A Lesson in Love and Murder (Herringford and Watts Mysteries, #2)

“We have a lot more hope.” She gripped his hand more tightly. “Your unbelievable devotion and care for your sister and Luca is part of the reason I fell so hopelessly in love with you.” She sniffed. “If you could see yourself in my eyes for but a moment, you would never doubt yourself again.”


But he wondered if it would be a matter of moments until she focused on what he had done. How it would follow them forever. Maybe someday she would shirk away, untwine her fingers, and that passionate, hopeful faith in her eyes would be replaced by disappointment.

For now, Ray kept his right fist clenched, trying to wring out the memory of the act it had committed. Jem put her hand over his and grasped tightly. Her feet were solidly on the ground, her shimmery eyes on his face. Feet on the ground. Eyes on the stars. This didn’t look like a girl who was one step away from turning and leaving him. This looked like a girl who would face it all head-on.

Ray cleared his throat. “The whole of my life is playing before me, Jem. And in that lifetime, Tony was a close friend of mine. We fished together and played jacks by the creek. We talked about the great, green land that is Canada, and we booked our passage.

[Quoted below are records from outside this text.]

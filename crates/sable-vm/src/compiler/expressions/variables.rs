//! Variable references

use crate::bytecode::{Address, AddressKind};
use crate::compiler::Compiler;
use crate::error::CompileError;
use crate::opcode::OpCode;
use sable_parser::Pos;

impl Compiler {
    pub(crate) fn compile_ident(&mut self, name: &str, pos: Pos, dest: Address) -> Result<Address, CompileError> {
        let mut addr = self.find_register(name, self.current, pos)?;

        if addr.kind == AddressKind::Class {
            return Err(self.error("invalid value: Class", pos));
        }

        if addr.is_void() {
            let property = self
                .program
                .natives
                .find(&format!("->{}", name))
                .map(|n| n.index);

            if let Some(index) = property {
                let dest = self.dest_or_temp(dest);
                self.emit(OpCode::ReadNativeProperty, dest, Address::native(index), Address::VOID, pos);
                return Ok(dest);
            }

            addr = self.get_unresolved(name, pos);
        }

        Ok(self.move_to(dest, addr, pos))
    }
}
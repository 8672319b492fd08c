//! Call frames and try regions

use super::finalizer::Finalizer;
use crate::bytecode::Address;
use crate::error::VmError;
use sable_types::sync::{shared, Arc, Shared};
use sable_types::{ClosureCell, Value};

/// Activation record of a function.
pub(crate) struct Frame {
    /// Index of the running function.
    pub func: usize,
    pub pc: usize,
    /// Where the value of the call this frame is making lands.
    pub ret_address: Address,
    /// Registers. Shared because closures created here keep cells into
    /// them after the frame returns.
    pub values: Shared<Vec<Value>>,
    /// Cells of the closure being run.
    pub closures: Arc<[ClosureCell]>,
    pub finalizers: Vec<Box<dyn Finalizer>>,
    /// Returning from this frame leaves the run loop.
    pub exit: bool,
}

impl Frame {
    pub fn new(func: usize, values: Shared<Vec<Value>>, closures: Arc<[ClosureCell]>) -> Self {
        Self {
            func,
            pc: 0,
            ret_address: Address::VOID,
            values,
            closures,
            finalizers: Vec::new(),
            exit: false,
        }
    }

    #[inline]
    pub fn get(&self, index: usize) -> Result<Value, VmError> {
        self.values
            .read()
            .get(index)
            .cloned()
            .ok_or_else(|| VmError::new(format!("Invalid register: {}", index)))
    }

    #[inline]
    pub fn set(&self, index: usize, value: Value) -> Result<(), VmError> {
        let mut values = self.values.write();
        match values.get_mut(index) {
            Some(slot) => {
                *slot = value;
                Ok(())
            }
            None => Err(VmError::new(format!("Invalid register: {}", index))),
        }
    }

    /// True when no closure holds on to the registers.
    pub fn is_captured(&self) -> bool {
        Arc::strong_count(&self.values) > 1
    }
}

/// Register arrays of returned frames, kept for the next calls.
#[derive(Default)]
pub(crate) struct FrameCache {
    free: Vec<Vec<Value>>,
}

/// Frames beyond this many are dropped instead of cached.
const MAX_CACHED_FRAMES: usize = 64;

impl FrameCache {
    /// A cleared register array of `size` slots.
    pub fn take(&mut self, size: usize) -> Shared<Vec<Value>> {
        let mut values = self.free.pop().unwrap_or_default();
        values.resize(size, Value::Null);
        shared(values)
    }

    pub fn recycle(&mut self, frame: Frame) {
        if frame.is_captured() || self.free.len() >= MAX_CACHED_FRAMES {
            return;
        }
        if let Ok(lock) = Arc::try_unwrap(frame.values) {
            let mut values = lock.into_inner();
            values.clear();
            self.free.push(values);
        }
    }
}

/// An active `try` region.
#[derive(Debug, Clone)]
pub(crate) struct TryCatch {
    pub catch_pc: Option<usize>,
    /// Register that receives the error in the catch block.
    pub error_reg: Address,
    pub finally_pc: Option<usize>,
    /// Where a `return`, `break` or `continue` resumes once the finally
    /// block ends.
    pub ret_pc: Option<usize>,
    /// Frame that declared the region.
    pub fp: usize,
    pub catch_executed: bool,
    pub finally_executed: bool,
    /// Error still pending when the finally block ends.
    pub err: Option<VmError>,
}

impl TryCatch {
    pub fn new(catch_pc: Option<usize>, error_reg: Address, finally_pc: Option<usize>, fp: usize) -> Self {
        Self {
            catch_pc,
            error_reg,
            finally_pc,
            ret_pc: None,
            fp,
            catch_executed: false,
            finally_executed: false,
            err: None,
        }
    }
}

#[cfg(test)]
mod tests {
    use super::*;

    #[test]
    fn test_frame_registers() {
        let frame = Frame::new(0, shared(vec![Value::Null; 2]), Arc::from(Vec::new()));
        frame.set(1, Value::Int(7)).unwrap();
        assert_eq!(frame.get(1).unwrap(), Value::Int(7));
        assert!(frame.get(2).is_err());
        assert!(frame.set(5, Value::Null).is_err());
    }

    #[test]
    fn test_captured_frames_are_not_recycled() {
        let mut cache = FrameCache::default();

        let frame = Frame::new(0, cache.take(3), Arc::from(Vec::new()));
        let cell = ClosureCell::new(frame.values.clone(), 0);
        cache.recycle(frame);
        assert!(cache.free.is_empty());
        drop(cell);

        let frame = Frame::new(0, cache.take(3), Arc::from(Vec::new()));
        frame.set(0, Value::Int(1)).unwrap();
        cache.recycle(frame);
        assert_eq!(cache.free.len(), 1);

        let values = cache.take(2);
        assert_eq!(*values.read(), vec![Value::Null, Value::Null]);
    }
}
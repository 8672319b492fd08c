//! Virtual Machine implementation
//!
//! A register machine over a compiled [`Program`]. Every call pushes a
//! [`Frame`] holding the registers of the function; frame 0 runs the global
//! function and keeps the globals once the program is initialized.
//!
//! Each instruction reports how the loop continues (see
//! [`ExecutionResult`]). Errors returned by a handler are routed through the
//! active `try` regions and only leave the loop when nothing catches them.

use crate::bytecode::{Address, AddressKind, Function, Instruction, Program};
use crate::error::VmError;
use crate::opcode::OpCode;
use sable_types::sync::{Arc, Mutex};
use sable_types::{ClosureCell, Object, ScriptError, TraceLine, Value};
use std::backtrace::Backtrace;
use std::io::Write;
use std::panic::{self, AssertUnwindSafe};
use tracing::{debug, trace, warn};

// Module structure
mod config;
mod eval;
mod execution;
mod finalizer;
mod frame;
mod ops;
mod result;

pub use config::VmConfig;
pub use finalizer::Finalizer;

use frame::{Frame, FrameCache, TryCatch};
use result::ExecutionResult;

/// Where `print` and `println` write.
pub type Output = Arc<Mutex<Box<dyn Write + Send>>>;

/// Virtual Machine
pub struct Vm {
    program: Arc<Program>,
    config: VmConfig,

    /// Call stack. Frame 0 is the global frame and is never popped.
    frames: Vec<Frame>,
    /// Active try regions, innermost last.
    tries: Vec<TryCatch>,
    cache: FrameCache,

    steps: u64,
    allocations: u64,
    initialized: bool,

    /// Value of the last `return` that left the loop.
    ret_value: Value,
    /// Value returned by the global function.
    global_value: Value,
    /// Unhandled error that stopped the loop.
    error: Option<VmError>,

    /// Armed by `SetRegister`: how far a short-circuited chain jumps and
    /// the register that receives null.
    opt_skip: i32,
    opt_dest: Address,

    output: Output,
    no_cells: Arc<[ClosureCell]>,
}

I watched him flirt with my little sister. Tony is… was Luca’s father.”

They stopped silently under a streetlight. Jem made out the contours of Ray’s face clearly, and it was tired and worn and rimmed with worry. She wanted to swipe her palm over it and iron out every crease.

Ray’s eyes glistened. “She hates me. I was supposed to protect her and make sure she was safe and happy, and she hates me. She threatens to go back to Italy. That treacherous passage. We barely made it the first time. And Luca… ”

Jem nodded.

“I killed my childhood friend and broke Vi’s heart and left little Luca without a father. A poor father is better than no father, Jemima. I would know.”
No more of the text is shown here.